A line belongs in the answer only if it contains the word "false"; copy every such line from the listing below.

_Input:_
============================================================

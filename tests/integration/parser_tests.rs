//! End-to-end tests for the serial handler: bytes in, consumer calls and
//! pong replies out.

use crate::mock_hw::{Call, MemorySource, RecordingConsumer};

use floppyctl::config::{CMD_PING, DeviceConfig, MAX_FRAME_LEN};
use floppyctl::protocol::{Position, SerialHandler, encode_frame, pong_frame};

fn handler() -> SerialHandler {
    SerialHandler::new(&DeviceConfig::default()).unwrap()
}

fn frame(address: u8, sub: u8, command: u8, payload: &[u8]) -> Vec<u8> {
    let mut buf = [0u8; MAX_FRAME_LEN];
    let n = encode_frame(address, sub, command, payload, &mut buf).unwrap();
    buf[..n].to_vec()
}

fn device(sub_address: u8, command: u8, payload: &[u8]) -> Call {
    Call::Device {
        sub_address,
        command,
        payload: payload.to_vec(),
    }
}

// ── Reference frame ───────────────────────────────────────────

#[test]
fn note_on_reaches_device_handler() {
    let mut h = handler();
    let mut src = MemorySource::with(&[0x4D, 0x01, 0x03, 0x02, 0x09, 0x3C]);
    let mut c = RecordingConsumer::new();

    assert_eq!(h.drain_messages(&mut src, &mut c), 1);

    assert_eq!(c.calls, vec![device(3, 0x09, &[0x3C])]);
    assert!(src.tx.is_empty());
    assert_eq!(h.position(), Position::AwaitStart);
}

#[test]
fn new_rejects_invalid_config() {
    let config = DeviceConfig {
        device_address: 0x00,
        ..DeviceConfig::default()
    };
    assert!(SerialHandler::new(&config).is_err());
}

// ── Resynchronisation ─────────────────────────────────────────

#[test]
fn noise_without_start_byte_is_consumed() {
    let mut h = handler();
    let noise: Vec<u8> = (0u8..=255).filter(|b| *b != 0x4D).collect();
    let mut src = MemorySource::with(&noise);
    let mut c = RecordingConsumer::new();

    assert_eq!(h.drain_messages(&mut src, &mut c), 0);

    assert_eq!(src.pending(), 0);
    assert_eq!(h.position(), Position::AwaitStart);
    assert!(c.calls.is_empty());
}

#[test]
fn frame_after_noise_is_found() {
    let mut h = handler();
    let mut src = MemorySource::with(&[0x00, 0x13, 0xFF]);
    src.push(&frame(0x01, 2, 0x08, &[]));
    let mut c = RecordingConsumer::new();

    h.drain_messages(&mut src, &mut c);

    assert_eq!(c.calls, vec![device(2, 0x08, &[])]);
}

// ── Partial delivery ──────────────────────────────────────────

#[test]
fn byte_at_a_time_delivery_dispatches_once() {
    let bytes = frame(0x01, 5, 0x0E, &[0x20, 0x00]);
    let mut h = handler();
    let mut src = MemorySource::new();
    let mut c = RecordingConsumer::new();

    for b in &bytes {
        assert_eq!(h.drain_messages(&mut src, &mut c), 0);
        src.push(&[*b]);
        h.drain_messages(&mut src, &mut c);
    }
    h.drain_messages(&mut src, &mut c);

    assert_eq!(c.calls, vec![device(5, 0x0E, &[0x20, 0x00])]);
}

#[test]
fn partial_body_waits_without_consuming() {
    let mut h = handler();
    let mut src = MemorySource::with(&[0x4D, 0x01, 0x01, 0x03, 0x09]);
    let mut c = RecordingConsumer::new();

    h.drain_messages(&mut src, &mut c);
    assert_eq!(h.position(), Position::AwaitBody { declared: 3 });
    assert_eq!(src.pending(), 1, "body bytes stay buffered until complete");

    // Repeated polls with nothing new change nothing.
    for _ in 0..10 {
        assert_eq!(h.drain_messages(&mut src, &mut c), 0);
    }
    assert_eq!(src.pending(), 1);

    src.push(&[60, 127]);
    assert_eq!(h.drain_messages(&mut src, &mut c), 1);
    assert_eq!(c.calls, vec![device(1, 0x09, &[60, 127])]);
}

#[test]
fn read_failure_is_retried_on_next_drain() {
    let mut h = handler();
    let mut src = MemorySource::with(&frame(0x01, 1, 0x08, &[]));
    let mut c = RecordingConsumer::new();
    src.fail_reads = true;

    assert_eq!(h.drain_messages(&mut src, &mut c), 0);
    assert_eq!(h.position(), Position::AwaitStart);

    src.fail_reads = false;
    assert_eq!(h.drain_messages(&mut src, &mut c), 1);
}

#[test]
fn empty_source_makes_no_reads() {
    let mut h = handler();
    let mut src = MemorySource::new();
    let mut c = RecordingConsumer::new();

    assert_eq!(h.drain_messages(&mut src, &mut c), 0);
    assert_eq!(src.read_calls, 0);
}

// ── Addressing ────────────────────────────────────────────────

#[test]
fn frames_for_other_devices_are_ignored() {
    let mut h = handler();
    let mut src = MemorySource::with(&[0x4D, 0x02]);
    let mut c = RecordingConsumer::new();

    h.drain_messages(&mut src, &mut c);
    assert_eq!(h.position(), Position::AwaitStart);

    src.push(&[0x01, 0x02, 0x08, 0x00]);
    h.drain_messages(&mut src, &mut c);
    assert!(c.calls.is_empty());
}

#[test]
fn foreign_frame_body_is_rescanned() {
    // A frame for device 0x02 whose body happens to contain a frame for us.
    // The body is not skipped, so the embedded frame is delivered.
    let mut h = handler();
    let mut src = MemorySource::with(&[0x4D, 0x02, 0x01, 0x05, 0x4D, 0x01, 0x01, 0x01, 0x08]);
    let mut c = RecordingConsumer::new();

    h.drain_messages(&mut src, &mut c);

    assert_eq!(c.calls, vec![device(1, 0x08, &[])]);
}

#[test]
fn sub_address_range_is_enforced() {
    let config = DeviceConfig {
        min_sub_address: 2,
        max_sub_address: 5,
        ..DeviceConfig::default()
    };

    for (sub, accepted) in [(0, true), (1, false), (2, true), (5, true), (6, false)] {
        let mut h = SerialHandler::new(&config).unwrap();
        let mut src = MemorySource::with(&frame(0x01, sub, 0x08, &[]));
        let mut c = RecordingConsumer::new();

        h.drain_messages(&mut src, &mut c);

        assert_eq!(c.calls.len(), usize::from(accepted), "sub-address {sub}");
        assert_eq!(h.position(), Position::AwaitStart);
    }
}

#[test]
fn broadcast_messages_go_to_system_handler() {
    let mut h = handler();
    let mut src = MemorySource::with(&frame(0x00, 0x00, 0xFA, &[]));
    src.push(&frame(0x00, 0x00, 0xFF, &[7, 8]));
    let mut c = RecordingConsumer::new();

    assert_eq!(h.drain_messages(&mut src, &mut c), 2);
    assert_eq!(
        c.calls,
        vec![
            Call::System {
                command: 0xFA,
                payload: vec![]
            },
            Call::System {
                command: 0xFF,
                payload: vec![7, 8]
            },
        ]
    );
}

// ── Ping / pong ───────────────────────────────────────────────

#[test]
fn broadcast_ping_is_answered_not_forwarded() {
    for payload in [&[][..], &[1u8, 2, 3][..]] {
        let mut h = handler();
        let mut src = MemorySource::with(&frame(0x00, 0x00, CMD_PING, payload));
        let mut c = RecordingConsumer::new();

        assert_eq!(h.drain_messages(&mut src, &mut c), 1);

        assert_eq!(src.tx, vec![0x4D, 0x00, 0x00, 0x04, 0x81, 0x01, 0x01, 0x08]);
        assert!(c.calls.is_empty());
    }
}

#[test]
fn pong_reflects_configuration() {
    let config = DeviceConfig {
        device_address: 0x05,
        min_sub_address: 3,
        max_sub_address: 6,
        ..DeviceConfig::default()
    };
    let mut h = SerialHandler::new(&config).unwrap();
    let mut src = MemorySource::with(&frame(0x00, 0x00, CMD_PING, &[]));
    let mut c = RecordingConsumer::new();

    h.drain_messages(&mut src, &mut c);

    assert_eq!(src.tx, pong_frame(&config).to_vec());
    assert_eq!(&src.tx[5..], &[0x05, 3, 6]);
}

// ── Edge cases ────────────────────────────────────────────────

#[test]
fn zero_length_body_is_a_no_op() {
    for address in [0x00, 0x01] {
        let mut h = handler();
        let mut src = MemorySource::with(&[0x4D, address, 0x00, 0x00]);
        let mut c = RecordingConsumer::new();

        assert_eq!(h.drain_messages(&mut src, &mut c), 0);

        assert!(c.calls.is_empty());
        assert!(src.tx.is_empty());
        assert_eq!(h.position(), Position::AwaitStart);
    }
}

#[test]
fn oversized_body_is_dropped() {
    let config = DeviceConfig {
        max_body_size: 2,
        ..DeviceConfig::default()
    };
    let mut h = SerialHandler::new(&config).unwrap();
    let mut src = MemorySource::with(&frame(0x01, 1, 0x09, &[60, 61]));
    src.push(&frame(0x01, 1, 0x09, &[62]));
    let mut c = RecordingConsumer::new();

    h.drain_messages(&mut src, &mut c);

    assert_eq!(c.calls, vec![device(1, 0x09, &[62])]);
}

#[test]
fn scratch_reuse_never_leaks_previous_payload() {
    let mut h = handler();
    let mut src = MemorySource::with(&frame(0x01, 1, 0x09, &[1, 2, 3, 4, 5]));
    src.push(&frame(0x01, 2, 0x09, &[9]));
    src.push(&frame(0x01, 3, 0x08, &[]));
    let mut c = RecordingConsumer::new();

    assert_eq!(h.drain_messages(&mut src, &mut c), 3);

    assert_eq!(
        c.calls,
        vec![
            device(1, 0x09, &[1, 2, 3, 4, 5]),
            device(2, 0x09, &[9]),
            device(3, 0x08, &[]),
        ]
    );
}

#[test]
fn max_size_frame_round_trips() {
    let payload: Vec<u8> = (0..254).map(|i| i as u8).collect();
    let mut h = handler();
    let mut src = MemorySource::with(&frame(0x01, 8, 0x42, &payload));
    let mut c = RecordingConsumer::new();

    h.drain_messages(&mut src, &mut c);

    assert_eq!(c.calls, vec![device(8, 0x42, &payload)]);
}

#[test]
fn reset_abandons_partial_frame() {
    let mut h = handler();
    let mut src = MemorySource::with(&[0x4D, 0x01, 0x01, 0x02, 0x09]);
    let mut c = RecordingConsumer::new();

    h.drain_messages(&mut src, &mut c);
    assert_eq!(h.position(), Position::AwaitBody { declared: 2 });

    h.reset();
    // The leftover 0x09 and the next frame are scanned from scratch.
    src.push(&frame(0x01, 4, 0x08, &[]));
    h.drain_messages(&mut src, &mut c);

    assert_eq!(c.calls, vec![device(4, 0x08, &[])]);
}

============================================================

_Your solution:_
    src.fail_reads = false;
    for (sub, accepted) in [(0, true), (1, false), (2, true), (5, true), (6, false)] {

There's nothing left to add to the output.